Sur la platine

Délier le méli-mélo d’Amalie Dahl

Petit tour d’horizon des derniers projets enregistrés de la saxophoniste danoise.


Si son groupe Dafnie est son activité principale (retrouvez la chronique du dernier disque ici), la saxophoniste est présente sur plusieurs récents enregistrements présentés ci-dessous. Qu’elle soit en solo, trio ou quartet, elle reste très identifiable, assurée et inventive. Avec un début de carrière aussi prometteur et fulgurant, il faut s’attendre à des belles surprises pour l’avenir.

Avec le trio Treen, composé de musicien·ne·s de la scène de Copenhague, Amalie Dahl se laisse porter par le flux d’une improvisation très marquée par le rythme. De nombreuses sonorités issues d’objets divers (que font résonner les trois membres du trio) viennent éclairer et accentuer le discours mélodique. La fabuleuse Gintė Preisaitė au piano (que nous avons déjà repérée et présentée) est ici à l’aise en tant que pianiste, alternant et superposant un jeu au clavier et des bruissements divers. Son goût pour les explorations électroniques se fait sentir aussi dans la forme et les structures des morceaux du projet, notamment par le mode répétitif. Jan Philipp, batteur allemand associé à la fois à la scène de Cologne et à celle de Copenhague, est aussi connu pour ses productions et son sens du mixage, qu’il applique sur ce disque. C’est dans ce contexte débridé, moderne et assez serein que la saxophoniste déploie ses volutes avec une certaine retenue, un voile sur le son qui l’adoucit, des attaques tout en finesse qui produisent des effets harmoniques et une belle maîtrise des silences.
Baob_ n’est peut-être qu’un coup de maître isolé, l’avenir le dira, mais le trio Treen est de ceux qu’on a hâte d’écouter sur scène.

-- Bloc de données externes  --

//! `semmap-perception` – occupancy raster side of the scene pipeline.
//!
//! Turns a grayscale occupancy map and its sidecar descriptor into world-space
//! obstacle points.
//!
//! # Modules
//!
//! - [`raster`] – [`OccupancyMap`][raster::OccupancyMap]: the loaded raster
//!   plus its [`MapMetadata`][raster::MapMetadata] (resolution, origin) and
//!   the free/unknown cell classification.
//! - [`transform`] – [`CoordinateTransformer`][transform::CoordinateTransformer]:
//!   pixel ↔ world conversion, z-layer assignment and the y-axis flip used to
//!   reconcile graph poses with the raster frame.
//! - [`obstacles`] – [`ObstacleSet`][obstacles::ObstacleSet]: the obstacle
//!   point cloud and its planar [`Bounds2`][obstacles::Bounds2].

pub mod obstacles;
pub mod raster;
pub mod transform;

pub use obstacles::{Bounds2, ObstacleSet};
pub use raster::{FREE_CELL, MapMetadata, OccupancyMap, UNKNOWN_CELL, is_obstacle};
pub use transform::{CoordinateTransformer, assign_layer, flip_y};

Avec le quartet Noize R Us, la saxophoniste s’embarque dans un projet radical, bourré d’électronique et de saturation. Il s’agit d’interroger la notion de bruit. Qu’est-ce que le bruit, et est-il convenable ? Les titres des morceaux forment un corpus littéraire qui posent ces questions. L’album est également introduit par cet exergue : « Thanks to everyone who doesn’t start a war and listens to music instead. Peace. ». Noize R Us est donc non seulement engagé dans la réalisation d’une musique bruitiste, industrielle et tendue, mais également porteur d’un discours politique. L’équipe basée à Trondheim en Norvège se compose d’une guitare, une guitare basse, une batterie et le saxophone alto de Dahl. Tout le monde rajoute en temps réel des effets électroniques qui, à l’instar des sonnailles sur les percussions africaines, viennent brouiller le message et rendre vibrante l’onde qui le transporte. Là encore, Amalie Dahl se fond à merveille dans ce décor électrique et métallique pour proposer des envolées saturées et longues.

Elle est membre d’un autre trio avec lequel elle a fait une série de concerts en Europe. Le trio Amalie Dahl, Henrik Sandstad Dalen, Jomar Jeppsson Søvik a enregistré un premier projet en 2022 (Fairytales For Daydreamers) et propose à l’écoute les enregistrements de deux concerts, l’un à Prague et l’autre à Bruxelles, captés en mars 2023. La configuration acoustique du trio contrebasse, batterie, alto sax est classique et laisse aussi une grande liberté dans l’interaction et dans l’appréhension des silences et de l’espace. Les trois musicien·ne·s sont à égalité dans un triangle musical équilibré, les interventions ne se chevauchent que rarement, il y a une parole qui circule, qui crée une conversation, un échange. La batterie de Søvik est très en phase avec le sax de Dahl, comme s’ils avaient trouvé une façon de s’imiter mutuellement. La contrebasse de Dalen vient souvent opposer un discours souple, rond et bondissant aux traits tranchants et parfois secs des deux autres protagonistes. Amalie Dahl est très à l’aise avec ce type de trio libre, inventif et qui implique autant les musicien·ne·s que les auditeur·trice·s.

Enfin, avec Memories, la saxophoniste se prête au difficile exercice du solo. En quatre plages, elle démontre une inventivité sans bornes. Le saxophone est tour à tour un instrument, un porte-voix, une percussion ; elle passe d’un son pur et clair à des grondements plein d’air et de parasites. Elle propose de petites cellules mélodiques, dans la tradition des solos de jazz, y compris dans une tradition historique, puis bascule dans des esthétiques plus free, plus caractéristiques des avancées de l’improvisation actuelle. Toujours avec un son qu’elle a su développer, dans la veine des saxophonistes alto scandinaves, tranchant, un peu sec avec des aigus maîtrisés et une certaine retenue qui rend le débit légèrement nonchalant. Avec toujours ce sens du silence qui rend la narration si intéressante.